So, i’ve been fighting to use the crewAI docs as the knowledge source for the crew.
Meanwhile, found out following errors:
StringKnowledgeSource
accepts a single string a knowledge source, breaks it in chunks, but does not generates the metadata for the chunks, however requires it.
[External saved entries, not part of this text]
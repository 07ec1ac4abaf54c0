//! Database models for Trustgate.
//!
//! These are the row types returned by SQLx queries.

use chrono::{DateTime, Utc};
use sqlx::FromRow;
use std::time::Duration;
use uuid::Uuid;

use crate::domain::{Decision, PipelineRun};
use crate::error::GateError;

/// Database row for the pipeline_runs table.
#[derive(Debug, Clone, FromRow)]
pub struct PipelineRunRow {
    pub id: String,
    pub query: String,
    pub response: Option<String>,
    pub evidence: String,
    pub input_report: String,
    pub output_report: String,
    pub trust_score: Option<String>,
    pub trust_value: Option<f64>,
    pub decision: String,
    pub decision_rule: String,
    pub message_key: Option<String>,
    pub outcome: String,
    pub elapsed_ms: i64,
    pub started_at: String,
}

impl TryFrom<PipelineRunRow> for PipelineRun {
    type Error = GateError;

    fn try_from(row: PipelineRunRow) -> Result<Self, Self::Error> {
        Ok(PipelineRun {
            id: Uuid::parse_str(&row.id).map_err(|e| GateError::Internal(e.to_string()))?,
            query: row.query,
            response: row.response,
            evidence: serde_json::from_str(&row.evidence)?,
            input_report: serde_json::from_str(&row.input_report)?,
            output_report: serde_json::from_str(&row.output_report)?,
            trust_score: row
                .trust_score
                .map(|s| serde_json::from_str(&s))
                .transpose()?,
            decision: Decision {
                label: row
                    .decision
                    .parse()
                    .map_err(GateError::Internal)?,
                rule: row.decision_rule,
                message_key: row.message_key,
            },
            outcome: row.outcome.parse().map_err(GateError::Internal)?,
            started_at: DateTime::parse_from_rfc3339(&row.started_at)
                .map_err(|e| GateError::Internal(e.to_string()))?
                .with_timezone(&Utc),
            total_elapsed: Duration::from_millis(row.elapsed_ms.max(0) as u64),
        })
    }
}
This, producing errors like:
[WARNING]: Failed to init knowledge: Unequal lengths for fields: ids: 487, metadatas: 1, documents: 487 in upsert.
when used as:
StringKnowledgeSource(
content=load_crewai_docs(), #load_crewai_docs returns single-line string
)
- There is a typo in docs (
knowledge
section, sample custom knowledge source):
def add(self) -> None:
"""Process and store the articles."""
content = self.load_content()
for _, text in content.items():
chunks = self._chunk_text(text)
self.chunks.extend(chunks)
self._save_documents()
→ parent function have save_documents()
function without prefix _
- i’ve made the custom
LocalTxTFileKnowledgeSource
where i’ve included the dummy metadata generation:
class LocalTxTFileKnowledgeSource(BaseKnowledgeSource):
file_path: str = Field(description="Path to the local .txt file")
def load_content(self) -> Dict[str, str]:
try:
with open(self.file_path, "r", encoding="utf-8") as file:
content = file.read()
return {self.file_path: content}
except Exception as e:
raise ValueError(f"Failed to read the file {self.file_path}: {str(e)}")
def add(self) -> None:
"""Process and store the file content."""
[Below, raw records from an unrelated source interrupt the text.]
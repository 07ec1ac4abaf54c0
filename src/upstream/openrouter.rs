//! Model client backed by the OpenRouter chat-completions API.

use std::time::Duration;

use async_trait::async_trait;
use reqwest::Client;
use serde::{Deserialize, Serialize};

use crate::config::OpenRouterConfig;
use crate::domain::Evidence;
use crate::error::{GateError, GateResult};

use super::ModelClient;

/// Request to OpenRouter API.
#[derive(Debug, Serialize)]
struct ChatRequest {
    model: String,
    messages: Vec<ChatMessage>,
    #[serde(skip_serializing_if = "Option::is_none")]
    max_tokens: Option<u32>,
}

#[derive(Debug, Serialize)]
struct ChatMessage {
    role: String,
    content: String,
}

/// Response from OpenRouter API.
#[derive(Debug, Deserialize)]
struct ChatResponse {
    choices: Vec<Choice>,
}

#[derive(Debug, Deserialize)]
struct Choice {
    message: ResponseMessage,
}

#[derive(Debug, Deserialize)]
struct ResponseMessage {
    content: String,
}

/// Model client calling OpenRouter.
pub struct OpenRouterModel {
    config: OpenRouterConfig,
    client: Client,
}

impl OpenRouterModel {
    pub fn new(config: OpenRouterConfig) -> GateResult<Self> {
        let client = Client::builder()
            .timeout(Duration::from_secs(config.timeout_secs))
            .build()
            .map_err(|e| GateError::Internal(format!("Failed to create HTTP client: {}", e)))?;

        Ok(Self { config, client })
    }

    /// Ground the model with the retrieved evidence and instruct it to
    /// answer from that evidence only.
    fn build_prompt(query: &str, evidence: &[Evidence]) -> String {
        let mut prompt = String::new();
        if !evidence.is_empty() {
            prompt.push_str("Answer the question using only the following evidence.\n\n");
            for (idx, snippet) in evidence.iter().enumerate() {
                prompt.push_str(&format!("[{}] ({}) {}\n", idx + 1, snippet.source, snippet.text));
            }
            prompt.push('\n');
        }
        prompt.push_str("Question: ");
        prompt.push_str(query);
        prompt
    }
}

#[async_trait]
impl ModelClient for OpenRouterModel {
    async fn complete(&self, query: &str, evidence: &[Evidence]) -> GateResult<String> {
        if self.config.api_key.is_empty() {
            return Err(GateError::Upstream("OpenRouter API key not set".to_string()));
        }

        let request = ChatRequest {
            model: self.config.model.clone(),
            messages: vec![ChatMessage {
                role: "user".to_string(),
                content: Self::build_prompt(query, evidence),
            }],
            max_tokens: Some(1024),
        };

        let response = self
            .client
            .post("https://openrouter.ai/api/v1/chat/completions")
            .header("Authorization", format!("Bearer {}", self.config.api_key))
            .header("Content-Type", "application/json")
            .json(&request)
            .send()
            .await
            .map_err(|e| GateError::Upstream(format!("Request failed: {}", e)))?;

        if !response.status().is_success() {
            let status = response.status();
            let body = response.text().await.unwrap_or_default();
            return Err(GateError::Upstream(format!("API error {}: {}", status, body)));
        }

        let chat_response: ChatResponse = response
            .json()
            .await
            .map_err(|e| GateError::Upstream(format!("Failed to parse response: {}", e)))?;

        chat_response
            .choices
            .into_iter()
            .next()
            .map(|c| c.message.content)
            .ok_or_else(|| GateError::Upstream("Empty completion response".to_string()))
    }
}

#[cfg(test)]
mod tests {
    use super::*;

    #[test]
    fn test_prompt_embeds_evidence() {
        let evidence = vec![
            Evidence::new("doc1", "Paris is the capital of France."),
            Evidence::new("doc2", "France is in Europe."),
        ];
        let prompt = OpenRouterModel::build_prompt("What is the capital of France?", &evidence);

        assert!(prompt.contains("[1] (doc1) Paris is the capital of France."));
        assert!(prompt.contains("[2] (doc2)"));
        assert!(prompt.ends_with("Question: What is the capital of France?"));
    }

    #[test]
    fn test_prompt_without_evidence_is_bare_question() {
        let prompt = OpenRouterModel::build_prompt("hello?", &[]);
        assert_eq!(prompt, "Question: hello?");
    }

    #[tokio::test]
    async fn test_missing_api_key_is_upstream_error() {
        let model = OpenRouterModel::new(OpenRouterConfig::default()).unwrap();
        let err = model.complete("q", &[]).await.unwrap_err();
        assert!(matches!(err, GateError::Upstream(_)));
    }
}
content = self.load_content()
for _, text in content.items():
chunks = self._chunk_text(text)
self.chunks.extend(chunks)
chunks_metadata = [
{
"chunk_id": str(uuid.uuid4()),
"source": self.file_path,
"description": f"Chunk {i + 1} from file {self.file_path}"
}
for i in range(len(chunks))
]
self.save_documents(metadata=chunks_metadata)
(my guess is that metadata entries must contain some summary headers instead?)
when used in crew settings:
knowledge_sources=[LocalTxTFileKnowledgeSource(
file_path="docs_crewai/singlefile.txt",
)
I didn’t get any errors and seems like the documents were saved. However the agents within the crew behaved as if the data was not accessed, so maybe then it wasn’t loaded somehow? or loaded in some incorrect format?